In this particular interview the director was questioned about the lack of diversity in the casting as with the dozens of main characters only Samuel L. Jackson has a different skin tone. Tim Burton is quoted as saying in response “Nowadays, people are talking about it more. But things either call for things, or they don’t. I remember back when I was a child watching The Brady Bunch and they started to get all politically correct. Like, OK, let’s have an Asian child and a black. I used to get more offended by that than just… I grew up watching blaxploitation movies, right? And I said, that’s great. I didn’t go like, OK, there should be more white people in these movies.”
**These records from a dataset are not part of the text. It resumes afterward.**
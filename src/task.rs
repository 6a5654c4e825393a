// The MIT License (MIT)

// Copyright (c) 2025 braid developers

// Permission is hereby granted, free of charge, to any person obtaining a copy of
// this software and associated documentation files (the "Software"), to deal in
// the Software without restriction, including without limitation the rights to
// use, copy, modify, merge, publish, distribute, sublicense, and/or sell copies of
// the Software, and to permit persons to whom the Software is furnished to do so,
// subject to the following conditions:

// The above copyright notice and this permission notice shall be included in all
// copies or substantial portions of the Software.

// THE SOFTWARE IS PROVIDED "AS IS", WITHOUT WARRANTY OF ANY KIND, EXPRESS OR
// IMPLIED, INCLUDING BUT NOT LIMITED TO THE WARRANTIES OF MERCHANTABILITY, FITNESS
// FOR A PARTICULAR PURPOSE AND NONINFRINGEMENT. IN NO EVENT SHALL THE AUTHORS OR
// COPYRIGHT HOLDERS BE LIABLE FOR ANY CLAIM, DAMAGES OR OTHER LIABILITY, WHETHER
// IN AN ACTION OF CONTRACT, TORT OR OTHERWISE, ARISING FROM, OUT OF OR IN
// CONNECTION WITH THE SOFTWARE OR THE USE OR OTHER DEALINGS IN THE SOFTWARE.

//! Computation handles.
//!
//! `Task` is the owning flavor: dropping it blocks until every attached
//! descendant has reached a terminal state, then destroys the whole subtree.
//! `Fork` is the attached flavor, created inside a running computation and
//! destroyed by its parent; `ForkView` is a non-owning observer over one.
//!
//! Awaiting a task or fork inside a computation yields its value and
//! rethrows its failure into the awaiting body; the blocking observation
//! APIs (`join`, `get_result`) return `Result` instead.

use std::future::Future;
use std::pin::Pin;
use std::sync::Arc;
use std::task::{Context as PollContext, Poll};

use crate::environment::{Context, Environment};
use crate::error::{JoinError, Panicked};
use crate::executor::{Executor, ExecutorRef, IndexedExecutor};
use crate::promise::{spawn_raw, TypedNode};
use crate::result::{ResultSlot, Status};

fn take_outcome<T>(node: &Arc<dyn TypedNode<T>>) -> T {
    match node.node_status() {
        Status::Completed => match node.slot().take_value() {
            Some(value) => value,
            None => JoinError::Panicked(Panicked::new("result already consumed")).rethrow(),
        },
        _ => match node.slot().error() {
            Some(err) => err.rethrow(),
            None => JoinError::Panicked(Panicked::new("result unavailable")).rethrow(),
        },
    }
}

fn blocking_result<T>(node: &Arc<dyn TypedNode<T>>) -> Result<T, JoinError> {
    node.wait_final();
    match node.node_status() {
        Status::Completed => node
            .slot()
            .take_value()
            .ok_or_else(|| JoinError::Panicked(Panicked::new("result already consumed"))),
        _ => Err(node
            .slot()
            .error()
            .unwrap_or_else(|| JoinError::Panicked(Panicked::new("result unavailable")))),
    }
}

fn blocking_join<T>(node: &Arc<dyn TypedNode<T>>) -> Result<(), JoinError> {
    node.wait_final();
    match node.node_status() {
        // an unobserved failure surfaces here; a cancel does not
        Status::Failed => Err(node
            .slot()
            .error()
            .unwrap_or_else(|| JoinError::Panicked(Panicked::new("result unavailable")))),
        _ => Ok(()),
    }
}

fn push_value_callback<T: Send + 'static>(
    node: &Arc<dyn TypedNode<T>>,
    f: impl FnOnce(&T) + Send + 'static,
) {
    node.push_callback(Box::new(move |slot: &ResultSlot<T>| {
        if slot.status() == Status::Completed {
            slot.with_value(|value| f(value));
        }
    }));
}

fn push_error_callback<T: Send + 'static>(
    node: &Arc<dyn TypedNode<T>>,
    f: impl FnOnce(&Panicked) + Send + 'static,
) {
    node.push_callback(Box::new(move |slot: &ResultSlot<T>| {
        if slot.status() == Status::Failed {
            if let Some(JoinError::Panicked(p)) = slot.error() {
                f(&p);
            }
            slot.mark_handled();
        }
    }));
}

fn push_cancel_callback<T: Send + 'static>(
    node: &Arc<dyn TypedNode<T>>,
    f: impl FnOnce() + Send + 'static,
) {
    node.push_callback(Box::new(move |slot: &ResultSlot<T>| {
        if slot.status() == Status::Cancelled {
            f();
            slot.mark_handled();
        }
    }));
}

/// Owning handle over a root computation.
pub struct Task<T: Send + 'static> {
    pub(crate) node: Arc<dyn TypedNode<T>>,
    awaited: bool,
}

impl<T: Send + 'static> Task<T> {
    /// Block until terminal. Rethrows nothing; reports an unobserved failure
    /// and swallows cancellation.
    pub fn join(&self) -> Result<(), JoinError> {
        blocking_join(&self.node)
    }

    /// Block until terminal and move the value out. Failure and
    /// cancellation both surface as errors.
    pub fn get_result(&self) -> Result<T, JoinError> {
        blocking_result(&self.node)
    }

    pub fn status(&self) -> Status {
        self.node.node_status()
    }

    pub fn done(&self) -> bool {
        self.status().is_terminal()
    }

    /// Manually resume a suspended computation: `Suspending -> Running` CAS,
    /// then dispatch through its executor.
    pub fn resume(&self) {
        self.node.clone().schedule();
    }

    /// Fires at the terminal transition regardless of outcome.
    pub fn then(self, f: impl FnOnce() + Send + 'static) -> Self {
        self.node.push_callback(Box::new(move |_| f()));
        self
    }

    pub fn on_value(self, f: impl FnOnce(&T) + Send + 'static) -> Self {
        push_value_callback(&self.node, f);
        self
    }

    /// Observing the failure advances it to `Handled`; `join` stops
    /// reporting it afterwards.
    pub fn on_error(self, f: impl FnOnce(&Panicked) + Send + 'static) -> Self {
        push_error_callback(&self.node, f);
        self
    }

    pub fn on_cancel(self, f: impl FnOnce() + Send + 'static) -> Self {
        push_cancel_callback(&self.node, f);
        self
    }
}

impl<T: Send + 'static> Future for Task<T> {
    type Output = T;

    fn poll(self: Pin<&mut Self>, cx: &mut PollContext) -> Poll<T> {
        let this = self.get_mut();
        if this.node.node_status().is_terminal() {
            return Poll::Ready(take_outcome(&this.node));
        }
        if !this.awaited {
            this.awaited = true;
            let waker = cx.waker().clone();
            this.node.push_callback(Box::new(move |_| waker.wake()));
        }
        Poll::Pending
    }
}

impl<T: Send + 'static> Drop for Task<T> {
    fn drop(&mut self) {
        // the whole subtree settles before the handle goes away
        self.node.wait_final();
        self.node.join_forks();
        self.node.destroy();
    }
}

/// Attached handle over a child computation. Carries no destructor of its
/// own; the parent's promise owns the child's lifetime.
pub struct Fork<T: Send + 'static> {
    pub(crate) node: Arc<dyn TypedNode<T>>,
    awaited: bool,
}

impl<T: Send + 'static> Fork<T> {
    pub fn view(&self) -> ForkView<T> {
        ForkView {
            node: self.node.clone(),
        }
    }

    pub fn join(&self) -> Result<(), JoinError> {
        blocking_join(&self.node)
    }

    pub fn get_result(&self) -> Result<T, JoinError> {
        blocking_result(&self.node)
    }

    pub fn status(&self) -> Status {
        self.node.node_status()
    }

    pub fn done(&self) -> bool {
        self.status().is_terminal()
    }

    pub fn resume(&self) {
        self.node.clone().schedule();
    }

    pub fn then(self, f: impl FnOnce() + Send + 'static) -> Self {
        self.node.push_callback(Box::new(move |_| f()));
        self
    }

    pub fn on_value(self, f: impl FnOnce(&T) + Send + 'static) -> Self {
        push_value_callback(&self.node, f);
        self
    }

    pub fn on_error(self, f: impl FnOnce(&Panicked) + Send + 'static) -> Self {
        push_error_callback(&self.node, f);
        self
    }

    pub fn on_cancel(self, f: impl FnOnce() + Send + 'static) -> Self {
        push_cancel_callback(&self.node, f);
        self
    }
}

impl<T: Send + 'static> Future for Fork<T> {
    type Output = T;

    fn poll(self: Pin<&mut Self>, cx: &mut PollContext) -> Poll<T> {
        let this = self.get_mut();
        if this.node.node_status().is_terminal() {
            return Poll::Ready(take_outcome(&this.node));
        }
        if !this.awaited {
            this.awaited = true;
            let waker = cx.waker().clone();
            this.node.push_callback(Box::new(move |_| waker.wake()));
        }
        Poll::Pending
    }
}

/// Non-owning observer over a fork. Never frees the promise.
pub struct ForkView<T: Send + 'static> {
    pub(crate) node: Arc<dyn TypedNode<T>>,
}

impl<T: Send + 'static> Clone for ForkView<T> {
    fn clone(&self) -> Self {
        ForkView {
            node: self.node.clone(),
        }
    }
}

impl<T: Send + 'static> ForkView<T> {
    pub fn join(&self) -> Result<(), JoinError> {
        blocking_join(&self.node)
    }

    pub fn status(&self) -> Status {
        self.node.node_status()
    }

    pub fn done(&self) -> bool {
        self.status().is_terminal()
    }

    pub fn then(&self, f: impl FnOnce() + Send + 'static) {
        self.node.push_callback(Box::new(move |_| f()));
    }

    pub fn on_value(&self, f: impl FnOnce(&T) + Send + 'static) {
        push_value_callback(&self.node, f);
    }

    pub fn on_error(&self, f: impl FnOnce(&Panicked) + Send + 'static) {
        push_error_callback(&self.node, f);
    }

    pub fn on_cancel(&self, f: impl FnOnce() + Send + 'static) {
        push_cancel_callback(&self.node, f);
    }
}

impl<T: Clone + Send + 'static> ForkView<T> {
    /// Block until terminal; observers clone rather than consume.
    pub fn get_result(&self) -> Result<T, JoinError> {
        self.node.wait_final();
        match self.node.node_status() {
            Status::Completed => self
                .node
                .slot()
                .with_value(|value| value.clone())
                .ok_or_else(|| JoinError::Panicked(Panicked::new("result already consumed"))),
            _ => Err(self
                .node
                .slot()
                .error()
                .unwrap_or_else(|| JoinError::Panicked(Panicked::new("result unavailable")))),
        }
    }
}

/// Spawn an owning computation on the executor type `E` from the
/// environment's scheduler.
///
/// Panics when the scheduler has no `E`. A programmer error.
pub fn spawn<E, F>(env: &Environment, body: F) -> Task<F::Output>
where
    E: Executor,
    F: Future + Send + 'static,
    F::Output: Send + 'static,
{
    let executor = match env.scheduler().find::<E>() {
        Ok(executor) => executor,
        Err(err) => panic!("{}", err),
    };
    spawn_on(env, executor, body)
}

/// Spawn an owning computation on a member of an indexed executor group.
pub fn spawn_at<E, F>(env: &Environment, pos: usize, body: F) -> Task<F::Output>
where
    E: IndexedExecutor,
    F: Future + Send + 'static,
    F::Output: Send + 'static,
{
    let executor = match env.scheduler().find_at::<E>(pos) {
        Ok(executor) => executor,
        Err(err) => panic!("{}", err),
    };
    spawn_on(env, executor, body)
}

/// Spawn an owning computation on an explicit executor.
pub fn spawn_on<F>(env: &Environment, executor: ExecutorRef, body: F) -> Task<F::Output>
where
    F: Future + Send + 'static,
    F::Output: Send + 'static,
{
    Task {
        node: spawn_raw(
            env.resource().clone(),
            env.scheduler().clone(),
            executor,
            true,
            None,
            body,
        ),
        awaited: false,
    }
}

/// Spawn a computation attached to the current one.
pub fn fork<E, F>(ctx: &Context, body: F) -> Fork<F::Output>
where
    E: Executor,
    F: Future + Send + 'static,
    F::Output: Send + 'static,
{
    let executor = match ctx.scheduler().find::<E>() {
        Ok(executor) => executor,
        Err(err) => panic!("{}", err),
    };
    fork_on(ctx, executor, body)
}

pub fn fork_at<E, F>(ctx: &Context, pos: usize, body: F) -> Fork<F::Output>
where
    E: IndexedExecutor,
    F: Future + Send + 'static,
    F::Output: Send + 'static,
{
    let executor = match ctx.scheduler().find_at::<E>(pos) {
        Ok(executor) => executor,
        Err(err) => panic!("{}", err),
    };
    fork_on(ctx, executor, body)
}

pub fn fork_on<F>(ctx: &Context, executor: ExecutorRef, body: F) -> Fork<F::Output>
where
    F: Future + Send + 'static,
    F::Output: Send + 'static,
{
    Fork {
        node: spawn_raw(
            ctx.resource().clone(),
            ctx.scheduler().clone(),
            executor,
            false,
            Some(&ctx.parent),
            body,
        ),
        awaited: false,
    }
}
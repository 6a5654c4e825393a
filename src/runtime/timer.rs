// The MIT License (MIT)

// Copyright (c) 2025 braid developers

// Permission is hereby granted, free of charge, to any person obtaining a copy of
// this software and associated documentation files (the "Software"), to deal in
// the Software without restriction, including without limitation the rights to
// use, copy, modify, merge, publish, distribute, sublicense, and/or sell copies of
// the Software, and to permit persons to whom the Software is furnished to do so,
// subject to the following conditions:

// The above copyright notice and this permission notice shall be included in all
// copies or substantial portions of the Software.

// THE SOFTWARE IS PROVIDED "AS IS", WITHOUT WARRANTY OF ANY KIND, EXPRESS OR
// IMPLIED, INCLUDING BUT NOT LIMITED TO THE WARRANTIES OF MERCHANTABILITY, FITNESS
// FOR A PARTICULAR PURPOSE AND NONINFRINGEMENT. IN NO EVENT SHALL THE AUTHORS OR
// COPYRIGHT HOLDERS BE LIABLE FOR ANY CLAIM, DAMAGES OR OTHER LIABILITY, WHETHER
// IN AN ACTION OF CONTRACT, TORT OR OTHERWISE, ARISING FROM, OUT OF OR IN
// CONNECTION WITH THE SOFTWARE OR THE USE OR OTHER DEALINGS IN THE SOFTWARE.

//! Timer thread: delayed dispatch of zero-argument callables.
//!
//! One background thread sleeps on a condition variable until the earliest
//! deadline in a min-heap, then fires every due callable off-lock. A zero
//! delay runs the callable synchronously on the caller.

use std::cmp::Ordering as CmpOrdering;
use std::collections::BinaryHeap;
use std::sync::atomic::{AtomicBool, AtomicU64, Ordering};
use std::sync::{Arc, Condvar, Mutex};
use std::thread::{Builder, JoinHandle};
use std::time::{Duration, Instant};

use log::trace;

pub type TimerFn = Box<dyn FnOnce() + Send + 'static>;

struct Entry {
    deadline: Instant,
    seq: u64,
    callback: TimerFn,
}

// min-heap over (deadline, seq); seq keeps equal deadlines FIFO
impl PartialEq for Entry {
    fn eq(&self, other: &Entry) -> bool {
        self.deadline == other.deadline && self.seq == other.seq
    }
}

impl Eq for Entry {}

impl PartialOrd for Entry {
    fn partial_cmp(&self, other: &Entry) -> Option<CmpOrdering> {
        Some(self.cmp(other))
    }
}

impl Ord for Entry {
    fn cmp(&self, other: &Entry) -> CmpOrdering {
        other
            .deadline
            .cmp(&self.deadline)
            .then_with(|| other.seq.cmp(&self.seq))
    }
}

struct Shared {
    queue: Mutex<BinaryHeap<Entry>>,
    not_empty: Condvar,
    running: AtomicBool,
    seq: AtomicU64,
}

pub struct TimerThread {
    shared: Arc<Shared>,
    thread: Mutex<Option<JoinHandle<()>>>,
}

impl TimerThread {
    pub fn new() -> TimerThread {
        let shared = Arc::new(Shared {
            queue: Mutex::new(BinaryHeap::new()),
            not_empty: Condvar::new(),
            running: AtomicBool::new(true),
            seq: AtomicU64::new(0),
        });

        let worker = shared.clone();
        let thread = Builder::new()
            .name("braid: timer".to_string())
            .spawn(move || TimerThread::run(worker))
            .unwrap();

        trace!("timer thread started");
        TimerThread {
            shared,
            thread: Mutex::new(Some(thread)),
        }
    }

    /// Fire `callback` after `delay`. A zero delay runs it synchronously on
    /// the calling thread.
    pub fn submit(&self, callback: TimerFn, delay: Duration) {
        if delay.is_zero() {
            callback();
            return;
        }
        let entry = Entry {
            deadline: Instant::now() + delay,
            seq: self.shared.seq.fetch_add(1, Ordering::Relaxed),
            callback,
        };
        let mut queue = self.shared.queue.lock().unwrap();
        queue.push(entry);
        self.shared.not_empty.notify_one();
    }

    fn run(shared: Arc<Shared>) {
        let mut queue = shared.queue.lock().unwrap();
        while shared.running.load(Ordering::Acquire) {
            if queue.is_empty() {
                queue = shared.not_empty.wait(queue).unwrap();
                continue;
            }

            let now = Instant::now();
            if queue.peek().map_or(false, |entry| entry.deadline <= now) {
                let entry = queue.pop().unwrap();
                drop(queue);
                (entry.callback)();
                queue = shared.queue.lock().unwrap();
                continue;
            }

            let next = queue.peek().unwrap().deadline;
            let (guard, _) = shared
                .not_empty
                .wait_timeout(queue, next - now)
                .unwrap();
            queue = guard;
        }
    }

    pub fn shutdown(&self) {
        if self.shared.running.swap(false, Ordering::AcqRel) {
            self.shared.not_empty.notify_all();
            if let Some(thread) = self.thread.lock().unwrap().take() {
                let _ = thread.join();
            }
            trace!("timer thread stopped");
        }
    }
}

impl Default for TimerThread {
    fn default() -> TimerThread {
        TimerThread::new()
    }
}

impl Drop for TimerThread {
    fn drop(&mut self) {
        self.shutdown();
    }
}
I’ll start by saying that I grew up watching Tim Burton films, and I’ll end by saying that I wasn’t offended. Could it have been said better? Absolutely. Was what he said untruthful? No. All he said was as a white man all the characters in his head are white. If that’s the scope he views the world from then that’s how it will be. He wasn’t paying attention to his blindspot. Not to mention that the majority of the characters in the source material are all white as well…which is a fact he should have led with.
As much as we may want to see diversity in all books, with social media hashtags of #DiverseYA, etc., we all kind of have a blindspot. I’m black and grew up in a mostly white area once I was ten. As I grew I can count on one hand how many books I was exposed to that had black characters in them, even less if you take away the ones where those characters were more than slaves. But looking back I can count no books that I read with Hispanic or Asian characters. Let’s not forget people with disabilities, non-straight people, and Native Americans.
I started by saying that I didn’t see what was truly wrong about what Tim Burton said, and I still do believe that. However that doesn’t negate the fact that there does need to be more diversity in all media that we come across so we can understand each other. For example, my daughter read Everyday by David Levithan a couple years ago and became the biggest champion of the book because she could see herself in the main character A. A was an entity that inhabited a different person each day, male and female, different races, etc. This leads to A having an attraction to people through their character or personality, not their gender. It was my daughter’s “aha moment” as to who she actually was. For a year she loaned the book to anyone she wanted to know the true her.
We all need that moment, but will not reach that moment until we make a conscious effort to see what’s in our blindspot. Gene Luen Yang issued a challenge at the National Book Festival for readers to read a different medium of storytelling than they were used to. I’ll take it to another level and ask for you to read wholly different than you do now. If you read mostly men read a few books from women, if you read mostly from Caucasian authors then read something written by anyone else, mostly English speaking writers try something that needed to be translated. Broaden your reading life to strengthen your writing life. The world is full of different hues, and that should be the same for your created ones as well.